▶ _AIM OF THE EXERCISE_:
Counting only lines that contain "DayLog", how many are there in the records below? Give the figure alone.

▶ _Stored items_:
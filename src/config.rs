//! Application configuration
//!
//! Central location for configuration constants, resource limits and
//! normalization boundaries, plus the environment-driven runtime settings
//! (endpoints, keys, data directory).

use serde::Deserialize;
use std::path::PathBuf;

// ===== Local Persistence =====

/// File name of the whole-store JSON snapshot inside the data directory.
/// The versioned name allows a clean break if the on-disk shape changes.
pub const STORE_FILE_NAME: &str = "nutri-track-store-v2.json";

// ===== Reminder Scanner =====

/// Interval between reminder scans in seconds
pub const SCAN_INTERVAL_SECS: u64 = 60;

/// Width of the "upcoming" notification window in minutes before the dose
pub const UPCOMING_WINDOW_MINUTES: i64 = 15;

/// Grace period in minutes after the dose time during which a reminder is
/// still announced as due (covers ticks missed while suspended)
pub const DUE_GRACE_MINUTES: i64 = 5;

// ===== Drug Lookup Normalization Limits =====

/// Maximum characters kept from a drug label description
pub const MEDICINE_DESCRIPTION_LIMIT: usize = 300;

/// Maximum characters kept from the dosage-and-administration text
pub const MEDICINE_DOSAGE_LIMIT: usize = 200;

/// Maximum side-effect / warning sentences kept per medicine
pub const MEDICINE_SENTENCE_LIMIT: usize = 5;

/// Maximum results requested from the drug label search
pub const DRUG_SEARCH_LIMIT: u32 = 20;

// ===== Default Endpoints =====

/// Default generation-service endpoint (content generation over REST)
pub const DEFAULT_GENERATION_URL: &str =
    "https://generativelanguage.googleapis.com/v1beta/models/gemini-flash-latest:generateContent";

/// Default drug-label search endpoint
pub const DEFAULT_DRUG_LOOKUP_URL: &str = "https://api.fda.gov/drug/label.json";

/// Runtime configuration loaded from the environment
#[derive(Debug, Clone, Deserialize)]
pub struct AppConfig {
    /// Directory holding the local store snapshot
    pub data_dir: PathBuf,
    /// Base URL of the remote document store
    pub sync_base_url: String,
    /// Base URL of the identity provider REST API
    pub auth_base_url: String,
    /// Project key passed to the identity provider
    pub auth_api_key: String,
    /// Generation-service endpoint
    pub generation_url: String,
    /// Generation-service key from the environment, overridden by the
    /// user's personal key and backed by the shared fallback key
    pub generation_api_key: Option<String>,
    /// Drug-label search endpoint
    pub drug_lookup_url: String,
}

impl AppConfig {
    pub fn from_env() -> anyhow::Result<Self> {
        let data_dir = std::env::var("NUTRITRACK_DATA_DIR")
            .map(PathBuf::from)
            .unwrap_or_else(|_| PathBuf::from("nutritrack-data"));
        Ok(Self {
            data_dir,
            sync_base_url: std::env::var("NUTRITRACK_SYNC_URL")
                .unwrap_or_else(|_| "http://localhost:8600/v1".into()),
            auth_base_url: std::env::var("NUTRITRACK_AUTH_URL")
                .unwrap_or_else(|_| "https://identitytoolkit.googleapis.com/v1".into()),
            auth_api_key: std::env::var("NUTRITRACK_AUTH_KEY").unwrap_or_default(),
            generation_url: std::env::var("NUTRITRACK_GENERATION_URL")
                .unwrap_or_else(|_| DEFAULT_GENERATION_URL.into()),
            generation_api_key: std::env::var("NUTRITRACK_GENERATION_KEY").ok(),
            drug_lookup_url: std::env::var("NUTRITRACK_DRUG_LOOKUP_URL")
                .unwrap_or_else(|_| DEFAULT_DRUG_LOOKUP_URL.into()),
        })
    }
}
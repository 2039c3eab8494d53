//! Store models
//!
//! Rust structs for everything the local store holds. All models use serde
//! so the aggregate can be written as one JSON snapshot and the per-date
//! records can travel to the remote document store unchanged.

use chrono::Utc;
use serde::{Deserialize, Serialize};
use std::collections::HashMap;
use uuid::Uuid;

#[derive(Debug, Clone, Copy, PartialEq, Eq, Serialize, Deserialize, Default)]
#[serde(rename_all = "lowercase")]
pub enum Gender {
    #[default]
    Male,
    Female,
    Other,
}

#[derive(Debug, Clone, Copy, PartialEq, Eq, Serialize, Deserialize, Default)]
#[serde(rename_all = "lowercase")]
pub enum ActivityLevel {
    Sedentary,
    Light,
    #[default]
    Moderate,
    Active,
    Athlete,
}

#[derive(Debug, Clone, Copy, PartialEq, Eq, Serialize, Deserialize, Default)]
#[serde(rename_all = "lowercase")]
pub enum Goal {
    Lose,
    #[default]
    Maintain,
    Gain,
}

#[derive(Debug, Clone, Copy, PartialEq, Eq, Serialize, Deserialize)]
#[serde(rename_all = "lowercase")]
pub enum MealType {
    Breakfast,
    Lunch,
    Dinner,
    Snack,
    Medicine,
}

#[derive(Debug, Clone, Copy, PartialEq, Eq, Serialize, Deserialize, Default)]
#[serde(rename_all = "lowercase")]
pub enum Theme {
    #[default]
    Light,
    Dark,
}

/// Identity, physiology and preferences for the signed-in (or guest) user.
/// `email` doubles as the partition key in the remote document store, so
/// `is_authenticated` is true exactly when `email` is non-empty.
#[derive(Debug, Clone, PartialEq, Serialize, Deserialize)]
pub struct UserProfile {
    #[serde(default)]
    pub is_authenticated: bool,
    pub name: String,
    #[serde(default)]
    pub email: String,
    pub height_cm: f64,
    pub weight_kg: f64,
    pub age: u32,
    #[serde(default)]
    pub gender: Gender,
    #[serde(default)]
    pub activity_level: ActivityLevel,
    #[serde(default)]
    pub goal: Goal,
    #[serde(default)]
    pub onboarding_completed: bool,
    #[serde(default, skip_serializing_if = "Option::is_none")]
    pub photo_url: Option<String>,
    #[serde(default, skip_serializing_if = "Option::is_none")]
    pub phone: Option<String>,
}

impl Default for UserProfile {
    fn default() -> Self {
        Self {
            is_authenticated: false,
            name: "Guest".to_string(),
            email: String::new(),
            height_cm: 170.0,
            weight_kg: 70.0,
            age: 30,
            gender: Gender::Male,
            activity_level: ActivityLevel::Moderate,
            goal: Goal::Maintain,
            onboarding_completed: false,
            photo_url: None,
            phone: None,
        }
    }
}

/// Partial profile update. Fields left as `None` keep their current value.
#[derive(Debug, Clone, Default, Deserialize)]
pub struct ProfilePatch {
    pub is_authenticated: Option<bool>,
    pub name: Option<String>,
    pub email: Option<String>,
    pub height_cm: Option<f64>,
    pub weight_kg: Option<f64>,
    pub age: Option<u32>,
    pub gender: Option<Gender>,
    pub activity_level: Option<ActivityLevel>,
    pub goal: Option<Goal>,
    pub onboarding_completed: Option<bool>,
    pub photo_url: Option<String>,
    pub phone: Option<String>,
}

impl ProfilePatch {
    pub fn apply(self, profile: &mut UserProfile) {
        if let Some(v) = self.is_authenticated {
            profile.is_authenticated = v;
        }
        if let Some(v) = self.name {
            profile.name = v;
        }
        if let Some(v) = self.email {
            profile.email = v;
        }
        if let Some(v) = self.height_cm {
            profile.height_cm = v;
        }
        if let Some(v) = self.weight_kg {
            profile.weight_kg = v;
        }
        if let Some(v) = self.age {
            profile.age = v;
        }
        if let Some(v) = self.gender {
            profile.gender = v;
        }
        if let Some(v) = self.activity_level {
            profile.activity_level = v;
        }
        if let Some(v) = self.goal {
            profile.goal = v;
        }
        if let Some(v) = self.onboarding_completed {
            profile.onboarding_completed = v;
        }
        if let Some(v) = self.photo_url {
            profile.photo_url = Some(v);
        }
        if let Some(v) = self.phone {
            profile.phone = Some(v);
        }
    }
}

/// A single consumed or planned food/medication item. Immutable once
/// created, removed only by id.
#[derive(Debug, Clone, PartialEq, Serialize, Deserialize)]
pub struct MealEntry {
    pub id: String,
    pub meal_type: MealType,
    pub name: String,
    pub calories: f64,
    pub protein_g: f64,
    pub carbs_g: f64,
    pub fat_g: f64,
    /// Epoch milliseconds
    pub timestamp: i64,
}

/// Entry fields supplied by the caller; id and timestamp are assigned on
/// insertion.
#[derive(Debug, Clone, Deserialize)]
pub struct MealDraft {
    pub meal_type: MealType,
    pub name: String,
    pub calories: f64,
    pub protein_g: f64,
    pub carbs_g: f64,
    pub fat_g: f64,
}

impl MealEntry {
    pub fn from_draft(draft: MealDraft) -> Self {
        Self {
            id: Uuid::new_v4().to_string(),
            meal_type: draft.meal_type,
            name: draft.name,
            calories: draft.calories,
            protein_g: draft.protein_g,
            carbs_g: draft.carbs_g,
            fat_g: draft.fat_g,
            timestamp: Utc::now().timestamp_millis(),
        }
    }
}

/// Actual consumption for one calendar date (YYYY-MM-DD)
#[derive(Debug, Clone, PartialEq, Serialize, Deserialize)]
pub struct DayLog {
    pub date: String,
    #[serde(default)]
    pub entries: Vec<MealEntry>,
    /// Milliliters
    #[serde(default)]
    pub water_intake: u32,
}

impl DayLog {
    pub fn new(date: &str) -> Self {
        Self {
            date: date.to_string(),
            entries: Vec::new(),
            water_intake: 0,
        }
    }
}

/// Intended consumption for one calendar date. Kept in a separate mapping
/// so a date has independent log and plan records.
#[derive(Debug, Clone, PartialEq, Serialize, Deserialize)]
pub struct DayPlan {
    pub date: String,
    #[serde(default)]
    pub entries: Vec<MealEntry>,
    #[serde(default)]
    pub total_calories: f64,
}

impl DayPlan {
    pub fn new(date: &str) -> Self {
        Self {
            date: date.to_string(),
            entries: Vec::new(),
            total_calories: 0.0,
        }
    }

    /// Aggregate figure kept in lockstep with the entry list
    pub fn recompute_total(&mut self) {
        self.total_calories = self.entries.iter().map(|e| e.calories).sum();
    }
}

/// A saved recipe reference. The id is assigned by the remote store, so an
/// item cannot exist while unauthenticated.
#[derive(Debug, Clone, PartialEq, Serialize, Deserialize)]
pub struct RecipeBookItem {
    pub id: String,
    #[serde(default, skip_serializing_if = "Option::is_none")]
    pub post_id: Option<String>,
    pub name: String,
    pub calories: f64,
    pub protein_g: f64,
    pub carbs_g: f64,
    pub fat_g: f64,
    /// Where the recipe came from, e.g. "community" or "manual"
    pub source: String,
    /// Epoch milliseconds
    pub added_at: i64,
}

/// Recipe fields supplied by the caller; id and added_at are assigned when
/// the remote store accepts the document.
#[derive(Debug, Clone, Serialize, Deserialize)]
pub struct RecipeDraft {
    #[serde(default, skip_serializing_if = "Option::is_none")]
    pub post_id: Option<String>,
    pub name: String,
    pub calories: f64,
    pub protein_g: f64,
    pub carbs_g: f64,
    pub fat_g: f64,
    pub source: String,
}

/// Medication alert definition. The scanner only reads these.
#[derive(Debug, Clone, PartialEq, Serialize, Deserialize)]
pub struct Reminder {
    pub id: String,
    pub medicine_name: String,
    /// Time of day as "HH:MM"
    pub time: String,
    pub enabled: bool,
    #[serde(default)]
    pub notes: String,
    /// Epoch milliseconds
    pub created_at: i64,
    #[serde(default, skip_serializing_if = "Option::is_none")]
    pub phone: Option<String>,
}

#[derive(Debug, Clone, Deserialize)]
pub struct ReminderDraft {
    pub medicine_name: String,
    pub time: String,
    pub enabled: bool,
    #[serde(default)]
    pub notes: String,
    #[serde(default)]
    pub phone: Option<String>,
}

impl Reminder {
    pub fn from_draft(draft: ReminderDraft) -> Self {
        Self {
            id: Uuid::new_v4().to_string(),
            medicine_name: draft.medicine_name,
            time: draft.time,
            enabled: draft.enabled,
            notes: draft.notes,
            created_at: Utc::now().timestamp_millis(),
            phone: draft.phone,
        }
    }
}

/// Which of the two notification windows a reminder currently falls in
#[derive(Debug, Clone, Copy, PartialEq, Eq)]
pub enum ReminderPhase {
    Upcoming,
    Due,
}

impl ReminderPhase {
    /// Short code used in de-duplication keys and notification tags
    pub fn code(self) -> &'static str {
        match self {
            ReminderPhase::Upcoming => "pre",
            ReminderPhase::Due => "now",
        }
    }
}

/// Persisted record of the last day a reminder was announced per phase.
/// The local store is the authority for de-duplication, not the remote.
#[derive(Debug, Clone, Default, PartialEq, Serialize, Deserialize)]
pub struct ReminderMark {
    #[serde(default, skip_serializing_if = "Option::is_none")]
    pub upcoming_day: Option<String>,
    #[serde(default, skip_serializing_if = "Option::is_none")]
    pub due_day: Option<String>,
}

/// Summed macros for one logged date, fed to the weekly insight prompt
#[derive(Debug, Clone, PartialEq, Serialize, Deserialize)]
pub struct DailyTotals {
    pub date: String,
    pub calories: f64,
    pub protein_g: f64,
    pub carbs_g: f64,
    pub fat_g: f64,
}

/// The whole-store aggregate persisted to device storage as one document
#[derive(Debug, Clone, Default, Serialize, Deserialize)]
pub struct AppState {
    #[serde(default)]
    pub user: UserProfile,
    #[serde(default)]
    pub logs: HashMap<String, DayLog>,
    #[serde(default)]
    pub plans: HashMap<String, DayPlan>,
    #[serde(default)]
    pub recipe_book: Vec<RecipeBookItem>,
    #[serde(default)]
    pub reminders: Vec<Reminder>,
    /// Reminder id -> last notified day per phase
    #[serde(default)]
    pub notified: HashMap<String, ReminderMark>,
    #[serde(default)]
    pub theme: Theme,
    #[serde(default)]
    pub medicine_mode: bool,
    /// Personal generation-service key
    #[serde(default)]
    pub api_key: Option<String>,
    /// Shared fallback key fetched from the global settings document
    #[serde(default)]
    pub shared_api_key: Option<String>,
}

▶ _EXERCISE OUTPUT_:
3